▶ [EXERCISE DIRECTIONS]:
Read the lines below and count those that have the word "temperature". Respond with the number only.

Saved data entries
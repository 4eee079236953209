//! HTTP transport to the POS backend.
//!
//! Every request goes through [`ApiClient`], which resolves paths against the
//! configured base URL and attaches the session's bearer token when the call
//! is made with [`Access::Bearer`].

use reqwest::Method;
use serde::de::DeserializeOwned;
use serde::Serialize;

use posadmin_auth::SessionManager;

/// Whether a request carries the session credential.
#[derive(Debug, Clone, Copy, PartialEq, Eq)]
pub enum Access {
    /// Attach `Authorization: Bearer <token>`.
    Bearer,
    /// Send without credentials (login, signup, order endpoints).
    Anonymous,
}

#[derive(Debug, thiserror::Error, Clone, PartialEq, Eq)]
pub enum ApiError {
    #[error("network error: {0}")]
    Network(String),
    #[error("API error ({0}): {1}")]
    Api(u16, String),
    #[error("parse error: {0}")]
    Parse(String),
}

impl ApiError {
    pub fn status(&self) -> Option<u16> {
        match self {
            ApiError::Api(status, _) => Some(*status),
            _ => None,
        }
    }
}

/// Client for the backend REST API.
///
/// Cheap to clone: the underlying connection pool and the session handle are
/// shared.
#[derive(Debug, Clone)]
pub struct ApiClient {
    http: reqwest::Client,
    base_url: String,
    session: SessionManager,
}

impl ApiClient {
    pub fn new(base_url: impl Into<String>, session: SessionManager) -> Result<Self, ApiError> {
        let http = reqwest::Client::builder()
            .build()
            .map_err(|e| ApiError::Network(e.to_string()))?;
        Ok(Self::with_client(http, base_url, session))
    }

    pub fn with_client(
        http: reqwest::Client,
        base_url: impl Into<String>,
        session: SessionManager,
    ) -> Self {
        Self {
            http,
            base_url: base_url.into().trim_end_matches('/').to_string(),
            session,
        }
    }

    pub fn base_url(&self) -> &str {
        &self.base_url
    }

    pub fn session(&self) -> &SessionManager {
        &self.session
    }

    fn url(&self, path: &str) -> String {
        format!("{}/{}", self.base_url, path.trim_start_matches('/'))
    }

    fn request(&self, method: Method, path: &str, access: Access) -> reqwest::RequestBuilder {
        let mut req = self.http.request(method, self.url(path));

        if access == Access::Bearer {
            if let Some(credential) = self.session.credential() {
                req = req.bearer_auth(credential.token());
            }
        }

        req
    }

    async fn send(&self, req: reqwest::RequestBuilder) -> Result<reqwest::Response, ApiError> {
        let resp = req.send().await.map_err(|e| ApiError::Network(e.to_string()))?;

        if !resp.status().is_success() {
            let status = resp.status().as_u16();
            return Err(ApiError::Api(status, resp.text().await.unwrap_or_default()));
        }

        Ok(resp)
    }

    /// `GET` a JSON document.
    pub async fn get_json<T>(&self, path: &str, access: Access) -> Result<T, ApiError>
    where
        T: DeserializeOwned,
    {
        tracing::debug!(path, ?access, "GET");
        let resp = self.send(self.request(Method::GET, path, access)).await?;
        resp.json::<T>().await.map_err(|e| ApiError::Parse(e.to_string()))
    }

    /// Send a JSON body and return the raw response body.
    ///
    /// Mutation endpoints echo the stored entity, but callers re-list instead
    /// of trusting the echo, so the body is handed back unparsed.
    pub async fn send_json<B>(
        &self,
        method: Method,
        path: &str,
        body: &B,
        access: Access,
    ) -> Result<String, ApiError>
    where
        B: Serialize + ?Sized,
    {
        tracing::debug!(%method, path, ?access, "sending");
        let resp = self.send(self.request(method, path, access).json(body)).await?;
        resp.text().await.map_err(|e| ApiError::Parse(e.to_string()))
    }

    pub async fn post_json<B>(&self, path: &str, body: &B, access: Access) -> Result<String, ApiError>
    where
        B: Serialize + ?Sized,
    {
        self.send_json(Method::POST, path, body, access).await
    }

    pub async fn put_json<B>(&self, path: &str, body: &B, access: Access) -> Result<String, ApiError>
    where
        B: Serialize + ?Sized,
    {
        self.send_json(Method::PUT, path, body, access).await
    }

    pub async fn delete(&self, path: &str, access: Access) -> Result<(), ApiError> {
        tracing::debug!(path, ?access, "DELETE");
        self.send(self.request(Method::DELETE, path, access)).await?;
        Ok(())
    }
}
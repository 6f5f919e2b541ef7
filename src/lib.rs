//! paperchat: ask questions about an uploaded PDF.
//!
//! A small HTTP service. POST /upload takes a PDF, extracts its text, and
//! keeps it in memory (one document at a time). POST /ask forwards a
//! question about that text to the Gemini API and relays the answer.

pub mod document;
pub mod gemini;
pub mod pdf_text;
pub mod server;
pub mod settings;
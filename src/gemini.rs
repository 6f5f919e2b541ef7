//! Gemini API client for document Q&A.
//!
//! One call per question: the prompt embeds the (truncated) document text
//! and the user's question, and the first candidate's first text part is
//! the answer. No retries, no streaming; the only timeout is the one on the
//! HTTP client itself.

use serde::{Deserialize, Serialize};
use std::time::Duration;
use thiserror::Error;

use crate::settings::Settings;

/// Answer used when the API response carries no candidate text.
pub const NO_ANSWER_FALLBACK: &str = "No answer found in document.";

#[derive(Debug, Error)]
pub enum GeminiError {
    /// The request never produced an HTTP response (connect failure,
    /// timeout, etc.).
    #[error("request to Gemini API failed: {0}")]
    Http(#[from] reqwest::Error),
    /// The API answered with a non-success status. `message` is the
    /// upstream `error.message` when the error body has one, otherwise the
    /// HTTP status text.
    #[error("Gemini API error {status}: {message}")]
    Api { status: u16, message: String },
    /// The API answered 2xx but the body was not the expected shape.
    #[error("failed to parse Gemini API response: {0}")]
    InvalidResponse(String),
}

// ============================================================================
// Wire types
// ============================================================================

#[derive(Debug, Serialize)]
struct GenerateRequest {
    contents: Vec<Content>,
    #[serde(rename = "generationConfig")]
    generation_config: GenerationConfig,
}

#[derive(Debug, Serialize)]
struct Content {
    role: String,
    parts: Vec<Part>,
}

#[derive(Debug, Serialize)]
struct Part {
    text: String,
}

#[derive(Debug, Serialize)]
struct GenerationConfig {
    temperature: f32,
    #[serde(rename = "maxOutputTokens")]
    max_output_tokens: u32,
}

#[derive(Debug, Deserialize)]
struct GenerateResponse {
    #[serde(default)]
    candidates: Vec<Candidate>,
}

#[derive(Debug, Deserialize)]
struct Candidate {
    #[serde(default)]
    content: Option<CandidateContent>,
}

#[derive(Debug, Deserialize)]
struct CandidateContent {
    #[serde(default)]
    parts: Vec<ResponsePart>,
}

#[derive(Debug, Deserialize)]
struct ResponsePart {
    #[serde(default)]
    text: String,
}

// ============================================================================
// Client
// ============================================================================

/// Typed client for the generateContent endpoint.
#[derive(Debug)]
pub struct GeminiClient {
    client: reqwest::Client,
    api_key: String,
    model: String,
    base_url: String,
    temperature: f32,
    max_output_tokens: u32,
}

impl GeminiClient {
    pub fn new(settings: &Settings) -> Result<Self, reqwest::Error> {
        let client = reqwest::Client::builder()
            .timeout(Duration::from_secs(settings.request_timeout_secs))
            .build()?;

        Ok(Self {
            client,
            api_key: settings.api_key.clone(),
            model: settings.model.clone(),
            base_url: settings.api_base_url.trim_end_matches('/').to_string(),
            temperature: settings.temperature,
            max_output_tokens: settings.max_output_tokens,
        })
    }

    /// Send `prompt` as a single user message and return the answer text.
    ///
    /// When the response carries no candidate text, returns
    /// [`NO_ANSWER_FALLBACK`] rather than an error.
    pub async fn generate_answer(&self, prompt: &str) -> Result<String, GeminiError> {
        let request = GenerateRequest {
            contents: vec![Content {
                role: "user".to_string(),
                parts: vec![Part {
                    text: prompt.to_string(),
                }],
            }],
            generation_config: GenerationConfig {
                temperature: self.temperature,
                max_output_tokens: self.max_output_tokens,
            },
        };

        let url = format!(
            "{}/v1beta/models/{}:generateContent",
            self.base_url, self.model
        );

        let response = self
            .client
            .post(&url)
            .query(&[("key", self.api_key.as_str())])
            .header("content-type", "application/json")
            .json(&request)
            .send()
            .await?;

        let status = response.status();
        if !status.is_success() {
            let body = response.text().await.unwrap_or_default();
            let message = extract_error_message(&body).unwrap_or_else(|| {
                status
                    .canonical_reason()
                    .unwrap_or("unknown error")
                    .to_string()
            });
            return Err(GeminiError::Api {
                status: status.as_u16(),
                message,
            });
        }

        let body = response.text().await?;
        let parsed: GenerateResponse = serde_json::from_str(&body)
            .map_err(|e| GeminiError::InvalidResponse(e.to_string()))?;

        let answer = parsed
            .candidates
            .into_iter()
            .next()
            .and_then(|c| c.content)
            .and_then(|c| c.parts.into_iter().next())
            .map(|p| p.text)
            .filter(|t| !t.is_empty())
            .unwrap_or_else(|| NO_ANSWER_FALLBACK.to_string());

        Ok(answer)
    }
}

/// Pull `error.message` out of a Gemini error body, when present.
fn extract_error_message(body: &str) -> Option<String> {
    let value: serde_json::Value = serde_json::from_str(body).ok()?;
    value["error"]["message"].as_str().map(|s| s.to_string())
}

/// Build the fixed Q&A prompt from the document text and the question.
///
/// The document is cut to its first `max_context_chars` characters so the
/// prompt stays inside the model's context window. Truncation is
/// char-based, so it never splits a UTF-8 sequence.
pub fn build_prompt(document: &str, question: &str, max_context_chars: usize) -> String {
    let context = match document.char_indices().nth(max_context_chars) {
        Some((byte_idx, _)) => &document[..byte_idx],
        None => document,
    };

    format!(
        "Based on the following document text, answer the question. \
         If the answer is not in the document, state that you cannot find it.\n\n\
         Document:\n\"{}\"\n\n\
         Question: \"{}\"\n\n\
         Answer:",
        context, question
    )
}
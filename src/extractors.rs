use axum::extract::FromRequestParts;
use axum::http::header;
use axum::http::request::Parts;

use crate::auth::jwt::Claims;
use crate::error::AppError;
use crate::state::AppState;

/// Extractor that requires a valid bearer token.
/// Returns 401 if the Authorization header is missing, malformed, or the
/// token fails verification (bad signature or expired).
pub struct AuthUser(pub Claims);

impl FromRequestParts<AppState> for AuthUser {
    type Rejection = AppError;

    async fn from_request_parts(
        parts: &mut Parts,
        state: &AppState,
    ) -> Result<Self, Self::Rejection> {
        let token = bearer_token(parts)
            .ok_or_else(|| AppError::Unauthorized("Access denied. No token provided.".into()))?;

        let claims = state
            .jwt
            .verify(token)
            .map_err(|_| AppError::Unauthorized("Invalid token.".into()))?;

        Ok(AuthUser(claims))
    }
}

/// Optional claims extractor - returns None instead of 401 when no valid
/// token is present. Used where an anonymous caller gets a relaxed
/// response rather than a hard failure.
pub struct MaybeAuthUser(pub Option<Claims>);

impl FromRequestParts<AppState> for MaybeAuthUser {
    type Rejection = AppError;

    async fn from_request_parts(
        parts: &mut Parts,
        state: &AppState,
    ) -> Result<Self, Self::Rejection> {
        let claims = bearer_token(parts).and_then(|token| state.jwt.verify(token).ok());
        Ok(MaybeAuthUser(claims))
    }
}

/// Extractor that additionally requires the admin role. 403 for a valid
/// token with a non-admin role.
pub struct AdminUser(pub Claims);

impl FromRequestParts<AppState> for AdminUser {
    type Rejection = AppError;

    async fn from_request_parts(
        parts: &mut Parts,
        state: &AppState,
    ) -> Result<Self, Self::Rejection> {
        let AuthUser(claims) = AuthUser::from_request_parts(parts, state).await?;

        if !claims.is_admin() {
            return Err(AppError::Forbidden(
                "Access denied. Admin privileges required.".into(),
            ));
        }

        Ok(AdminUser(claims))
    }
}

fn bearer_token(parts: &Parts) -> Option<&str> {
    parts
        .headers
        .get(header::AUTHORIZATION)?
        .to_str()
        .ok()?
        .strip_prefix("Bearer ")
}

#[cfg(test)]
mod tests {
    use super::*;
    use axum::http::Request;

    fn parts_with_auth(value: Option<&str>) -> Parts {
        let mut builder = Request::builder().uri("/");
        if let Some(value) = value {
            builder = builder.header(header::AUTHORIZATION, value);
        }
        builder.body(()).unwrap().into_parts().0
    }

    #[test]
    fn bearer_token_extracts_value() {
        let parts = parts_with_auth(Some("Bearer abc.def.ghi"));
        assert_eq!(bearer_token(&parts), Some("abc.def.ghi"));
    }

    #[test]
    fn bearer_token_requires_scheme() {
        let parts = parts_with_auth(Some("abc.def.ghi"));
        assert_eq!(bearer_token(&parts), None);
    }

    #[test]
    fn bearer_token_missing_header() {
        let parts = parts_with_auth(None);
        assert_eq!(bearer_token(&parts), None);
    }
}
pub mod models;

use r2d2::Pool;
use r2d2_sqlite::SqliteConnectionManager;
use rusqlite::params;
use std::path::Path;

use crate::state::DbPool;

pub const MIGRATIONS: &[(&str, &str)] = &[(
    "001_initial",
    include_str!("../../migrations/001_initial.sql"),
)];

pub fn create_pool(db_path: &Path) -> anyhow::Result<DbPool> {
    // Ensure parent directory exists
    if let Some(parent) = db_path.parent() {
        std::fs::create_dir_all(parent)?;
    }

    // Pragmas run per connection: foreign_keys and busy_timeout do not
    // persist in the database file, so every pooled connection needs them.
    let manager = SqliteConnectionManager::file(db_path).with_init(|conn| {
        conn.execute_batch(
            "
            PRAGMA journal_mode = WAL;
            PRAGMA synchronous = NORMAL;
            PRAGMA foreign_keys = ON;
            PRAGMA busy_timeout = 5000;
            ",
        )
    });
    let pool = Pool::builder().max_size(8).build(manager)?;

    Ok(pool)
}

pub fn run_migrations(pool: &DbPool) -> anyhow::Result<()> {
    let conn = pool.get()?;

    // Create migrations tracking table
    conn.execute_batch(
        "CREATE TABLE IF NOT EXISTS schema_version (
            name TEXT PRIMARY KEY,
            applied_at TEXT NOT NULL DEFAULT (datetime('now'))
        );",
    )?;

    for (name, sql) in MIGRATIONS {
        let already_applied: bool = conn.query_row(
            "SELECT COUNT(*) > 0 FROM schema_version WHERE name = ?1",
            params![name],
            |row| row.get(0),
        )?;

        if !already_applied {
            tracing::info!("Applying migration: {}", name);
            conn.execute_batch(sql)?;
            conn.execute(
                "INSERT INTO schema_version (name) VALUES (?1)",
                params![name],
            )?;
        }
    }

    tracing::info!("Database migrations complete");
    Ok(())
}
//! Like Set domain types - per-user references into the catalog.

pub mod registry;

use serde::Serialize;

use crate::db::models::Submodel;

/// A Like Set entry joined against the live catalog: the model name and
/// submodel attributes are read fresh at aggregation time, never cached.
#[derive(Debug, Clone, Serialize)]
#[serde(rename_all = "camelCase")]
pub struct LikedSubmodelDetail {
    pub model_id: String,
    pub model_name: String,
    pub submodel_id: String,
    pub submodel: Submodel,
}

/// Outcome of a like call. Both cases are success; the distinction only
/// changes the message reported to the caller.
#[derive(Debug, Clone, Copy, PartialEq, Eq)]
pub enum LikeOutcome {
    Liked,
    AlreadyLiked,
}

impl LikeOutcome {
    pub fn message(&self) -> &'static str {
        match self {
            LikeOutcome::Liked => "Submodel liked successfully",
            LikeOutcome::AlreadyLiked => "Submodel already liked by this user",
        }
    }
}

/// Outcome of an unlike call; removing an absent pair is a no-op success.
#[derive(Debug, Clone, Copy, PartialEq, Eq)]
pub enum UnlikeOutcome {
    Removed,
    WasNotLiked,
}

impl UnlikeOutcome {
    pub fn message(&self) -> &'static str {
        match self {
            UnlikeOutcome::Removed => "Submodel unliked successfully",
            UnlikeOutcome::WasNotLiked => "Submodel was not liked by this user",
        }
    }
}
use axum::http::StatusCode;
use axum::response::{IntoResponse, Response};
use axum::Json;
use serde_json::json;

#[derive(Debug, thiserror::Error)]
pub enum AppError {
    #[error("{0}")]
    NotFound(String),

    #[error("{0}")]
    Unauthorized(String),

    #[error("{0}")]
    Forbidden(String),

    #[error("{0}")]
    BadRequest(String),

    #[error("{0}")]
    Conflict(String),

    #[error("Database error: {0}")]
    Database(#[from] rusqlite::Error),

    #[error("Pool error: {0}")]
    Pool(#[from] r2d2::Error),

    #[error("JSON error: {0}")]
    Json(#[from] serde_json::Error),

    #[error("Token error: {0}")]
    Jwt(#[from] jsonwebtoken::errors::Error),

    #[error("Internal error: {0}")]
    Internal(String),
}

impl IntoResponse for AppError {
    fn into_response(self) -> Response {
        let (status, message) = match &self {
            AppError::NotFound(msg) => (StatusCode::NOT_FOUND, msg.clone()),
            AppError::Unauthorized(msg) => (StatusCode::UNAUTHORIZED, msg.clone()),
            AppError::Forbidden(msg) => (StatusCode::FORBIDDEN, msg.clone()),
            AppError::BadRequest(msg) => (StatusCode::BAD_REQUEST, msg.clone()),
            AppError::Conflict(msg) => (StatusCode::CONFLICT, msg.clone()),
            AppError::Database(e) => {
                tracing::error!("Database error: {}", e);
                (
                    StatusCode::INTERNAL_SERVER_ERROR,
                    "Internal server error".to_string(),
                )
            }
            AppError::Pool(e) => {
                tracing::error!("Pool error: {}", e);
                (
                    StatusCode::INTERNAL_SERVER_ERROR,
                    "Internal server error".to_string(),
                )
            }
            AppError::Json(e) => {
                tracing::error!("JSON error: {}", e);
                (
                    StatusCode::INTERNAL_SERVER_ERROR,
                    "Internal server error".to_string(),
                )
            }
            AppError::Jwt(e) => {
                tracing::error!("Token error: {}", e);
                (
                    StatusCode::INTERNAL_SERVER_ERROR,
                    "Internal server error".to_string(),
                )
            }
            AppError::Internal(msg) => {
                tracing::error!("Internal error: {}", msg);
                (
                    StatusCode::INTERNAL_SERVER_ERROR,
                    "Internal server error".to_string(),
                )
            }
        };

        (status, Json(json!({ "message": message }))).into_response()
    }
}

pub type AppResult<T> = Result<T, AppError>;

▶ [EXERCISE ANSWER]:
4